#### [HOW TO COMPLETE THIS TASK]
Each line below should be restated exactly, with nothing dropped.

#### [INPUT DATA]
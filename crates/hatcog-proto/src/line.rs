//! Line-based codec for tokio.
//!
//! Reads newline-terminated UTF-8 lines (CR/LF stripped) and writes lines
//! terminated with CRLF, as the upstream server expects.
//!
//! A line that is too long or not UTF-8 is dropped on its own: the decoder
//! yields it as a [`Line`] error and resumes at the next newline, so the
//! stream stays readable. Only I/O failures end the stream.

use bytes::{Buf, BufMut, BytesMut};
use tokio_util::codec::{Decoder, Encoder};

use crate::error::{ProtocolError, Result};

/// Default maximum line length in bytes, terminator included.
pub const MAX_LINE_LEN: usize = 512;

/// One decoded line, or the reason it was dropped.
pub type Line = std::result::Result<String, ProtocolError>;

/// Line-based codec that handles newline-terminated text.
#[derive(Debug, Clone)]
pub struct LineCodec {
    /// Index of next byte to check for newline
    next_index: usize,
    /// Maximum line length
    max_len: usize,
    /// Skipping the tail of an overlong line
    discarding: bool,
}

impl Default for LineCodec {
    fn default() -> Self {
        Self::new()
    }
}

impl LineCodec {
    /// Create a codec limited to [`MAX_LINE_LEN`] bytes per line.
    pub fn new() -> Self {
        Self::with_max_len(MAX_LINE_LEN)
    }

    /// Create a codec with a custom max line length.
    pub fn with_max_len(max_len: usize) -> Self {
        Self {
            next_index: 0,
            max_len,
            discarding: false,
        }
    }

    /// Maximum accepted line length.
    pub fn max_len(&self) -> usize {
        self.max_len
    }

    /// Cut outgoing text at its first line break so one call writes one line.
    pub fn truncate_line(data: &str) -> &str {
        match data.find(['\r', '\n']) {
            Some(pos) => &data[..pos],
            None => data,
        }
    }

    fn too_long(&self, actual: usize) -> ProtocolError {
        ProtocolError::LineTooLong {
            actual,
            limit: self.max_len,
        }
    }
}

impl Decoder for LineCodec {
    type Item = Line;
    type Error = ProtocolError;

    fn decode(&mut self, src: &mut BytesMut) -> Result<Option<Line>> {
        loop {
            let newline = src[self.next_index..]
                .iter()
                .position(|b| *b == b'\n')
                .map(|offset| self.next_index + offset);

            match (self.discarding, newline) {
                (true, Some(pos)) => {
                    src.advance(pos + 1);
                    self.next_index = 0;
                    self.discarding = false;
                }
                (true, None) => {
                    src.advance(src.len());
                    self.next_index = 0;
                    return Ok(None);
                }
                (false, Some(pos)) => {
                    let line = src.split_to(pos + 1);
                    self.next_index = 0;

                    if line.len() > self.max_len {
                        return Ok(Some(Err(self.too_long(line.len()))));
                    }

                    let line = match std::str::from_utf8(&line) {
                        Ok(text) => Ok(text.trim_end_matches(['\r', '\n']).to_owned()),
                        Err(e) => Err(ProtocolError::InvalidUtf8 {
                            byte_pos: e.valid_up_to(),
                        }),
                    };
                    return Ok(Some(line));
                }
                (false, None) if src.len() > self.max_len => {
                    // The rest of this line is dropped as it arrives.
                    let seen = src.len();
                    src.advance(seen);
                    self.next_index = 0;
                    self.discarding = true;
                    return Ok(Some(Err(self.too_long(seen))));
                }
                (false, None) => {
                    self.next_index = src.len();
                    return Ok(None);
                }
            }
        }
    }

    fn decode_eof(&mut self, src: &mut BytesMut) -> Result<Option<Line>> {
        match self.decode(src)? {
            Some(line) => Ok(Some(line)),
            // A final unterminated line is still a line.
            None if !src.is_empty() => {
                src.put_u8(b'\n');
                self.decode(src)
            }
            None => Ok(None),
        }
    }
}

impl<T: AsRef<str>> Encoder<T> for LineCodec {
    type Error = ProtocolError;

    fn encode(&mut self, line: T, dst: &mut BytesMut) -> Result<()> {
        let line = Self::truncate_line(line.as_ref());
        dst.reserve(line.len() + 2);
        dst.put_slice(line.as_bytes());
        dst.put_slice(b"\r\n");
        Ok(())
    }
}
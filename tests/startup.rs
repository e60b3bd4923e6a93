//! Startup failures: bad config and unreachable upstream.

mod common;

use common::server::free_local_addr;
use common::TestDaemon;
use std::time::Duration;

#[tokio::test]
async fn test_invalid_config_refuses_to_start() {
    let listen = free_local_addr().unwrap();
    let config = format!(
        r#"
[daemon]
network = ""

[listen]
address = "{listen}"

[upstream]
address = "no-port"
nick = "bad nick"
"#
    );

    let mut daemon = TestDaemon::spawn_with_config(&config, listen).unwrap();
    let status = daemon.wait_exit(Duration::from_secs(5)).await.unwrap();
    assert!(!status.success());
}

#[tokio::test]
async fn test_unreachable_upstream_is_fatal() {
    let listen = free_local_addr().unwrap();
    let upstream = free_local_addr().unwrap();
    let config = format!(
        r#"
[daemon]
network = "testnet"

[listen]
address = "{listen}"

[upstream]
address = "{upstream}"
nick = "hatcog"
"#
    );

    let mut daemon = TestDaemon::spawn_with_config(&config, listen).unwrap();
    let status = daemon.wait_exit(Duration::from_secs(5)).await.unwrap();
    assert!(!status.success());
    assert!(tokio::net::TcpStream::connect(listen).await.is_err());
}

#### [ANSWER FOR THE TASK]
filename crates/hatcog-proto/src/line.rs
//! Line-based codec for tokio.
//!
//! Reads newline-terminated UTF-8 lines (CR/LF stripped) and writes lines
//! terminated with CRLF, as the upstream server expects.
//!
//! A line that is too long or not UTF-8 is dropped on its own: the decoder
//! yields it as a [`Line`] error and resumes at the next newline, so the
//! stream stays readable. Only I/O failures end the stream.

use bytes::{Buf, BufMut, BytesMut};
use tokio_util::codec::{Decoder, Encoder};

use crate::error::{ProtocolError, Result};

/// Default maximum line length in bytes, terminator included.
pub const MAX_LINE_LEN: usize = 512;

/// One decoded line, or the reason it was dropped.
pub type Line = std::result::Result<String, ProtocolError>;

/// Line-based codec that handles newline-terminated text.
#[derive(Debug, Clone)]
pub struct LineCodec {
    /// Index of next byte to check for newline
    next_index: usize,
    /// Maximum line length
    max_len: usize,
    /// Skipping the tail of an overlong line
    discarding: bool,
}

impl Default for LineCodec {
    fn default() -> Self {
        Self::new()
    }
}

impl LineCodec {
    /// Create a codec limited to [`MAX_LINE_LEN`] bytes per line.
    pub fn new() -> Self {
        Self::with_max_len(MAX_LINE_LEN)
    }

    /// Create a codec with a custom max line length.
    pub fn with_max_len(max_len: usize) -> Self {
        Self {
            next_index: 0,
            max_len,
            discarding: false,
        }
    }

    /// Maximum accepted line length.
    pub fn max_len(&self) -> usize {
        self.max_len
    }

    /// Cut outgoing text at its first line break so one call writes one line.
    pub fn truncate_line(data: &str) -> &str {
        match data.find(['\r', '\n']) {
            Some(pos) => &data[..pos],
            None => data,
        }
    }

    fn too_long(&self, actual: usize) -> ProtocolError {
        ProtocolError::LineTooLong {
            actual,
            limit: self.max_len,
        }
    }
}

impl Decoder for LineCodec {
    type Item = Line;
    type Error = ProtocolError;

    fn decode(&mut self, src: &mut BytesMut) -> Result<Option<Line>> {
        loop {
            let newline = src[self.next_index..]
                .iter()
                .position(|b| *b == b'\n')
                .map(|offset| self.next_index + offset);

            match (self.discarding, newline) {
                (true, Some(pos)) => {
                    src.advance(pos + 1);
                    self.next_index = 0;
                    self.discarding = false;
                }
                (true, None) => {
                    src.advance(src.len());
                    self.next_index = 0;
                    return Ok(None);
                }
                (false, Some(pos)) => {
                    let line = src.split_to(pos + 1);
                    self.next_index = 0;

                    if line.len() > self.max_len {
                        return Ok(Some(Err(self.too_long(line.len()))));
                    }

                    let line = match std::str::from_utf8(&line) {
                        Ok(text) => Ok(text.trim_end_matches(['\r', '\n']).to_owned()),
                        Err(e) => Err(ProtocolError::InvalidUtf8 {
                            byte_pos: e.valid_up_to(),
                        }),
                    };
                    return Ok(Some(line));
                }
                (false, None) if src.len() > self.max_len => {
                    // The rest of this line is dropped as it arrives.
                    let seen = src.len();
                    src.advance(seen);
                    self.next_index = 0;
                    self.discarding = true;
                    return Ok(Some(Err(self.too_long(seen))));
                }
                (false, None) => {
                    self.next_index = src.len();
                    return Ok(None);
                }
            }
        }
    }

    fn decode_eof(&mut self, src: &mut BytesMut) -> Result<Option<Line>> {
        match self.decode(src)? {
            Some(line) => Ok(Some(line)),
            // A final unterminated line is still a line.
            None if !src.is_empty() => {
                src.put_u8(b'\n');
                self.decode(src)
            }
            None => Ok(None),
        }
    }
}

impl<T: AsRef<str>> Encoder<T> for LineCodec {
    type Error = ProtocolError;

    fn encode(&mut self, line: T, dst: &mut BytesMut) -> Result<()> {
        let line = Self::truncate_line(line.as_ref());
        dst.reserve(line.len() + 2);
        dst.put_slice(line.as_bytes());
        dst.put_slice(b"\r\n");
        Ok(())
    }
}
filename tests/startup.rs
repository e60b3bd4923e6a93
//! Startup failures: bad config and unreachable upstream.

mod common;

use common::server::free_local_addr;
use common::TestDaemon;
use std::time::Duration;

#[tokio::test]
async fn test_invalid_config_refuses_to_start() {
    let listen = free_local_addr().unwrap();
    let config = format!(
        r#"
[daemon]
network = ""

[listen]
address = "{listen}"

[upstream]
address = "no-port"
nick = "bad nick"
"#
    );

    let mut daemon = TestDaemon::spawn_with_config(&config, listen).unwrap();
    let status = daemon.wait_exit(Duration::from_secs(5)).await.unwrap();
    assert!(!status.success());
}

#[tokio::test]
async fn test_unreachable_upstream_is_fatal() {
    let listen = free_local_addr().unwrap();
    let upstream = free_local_addr().unwrap();
    let config = format!(
        r#"
[daemon]
network = "testnet"

[listen]
address = "{listen}"

[upstream]
address = "{upstream}"
nick = "hatcog"
"#
    );

    let mut daemon = TestDaemon::spawn_with_config(&config, listen).unwrap();
    let status = daemon.wait_exit(Duration::from_secs(5)).await.unwrap();
    assert!(!status.success());
    assert!(tokio::net::TcpStream::connect(listen).await.is_err());
}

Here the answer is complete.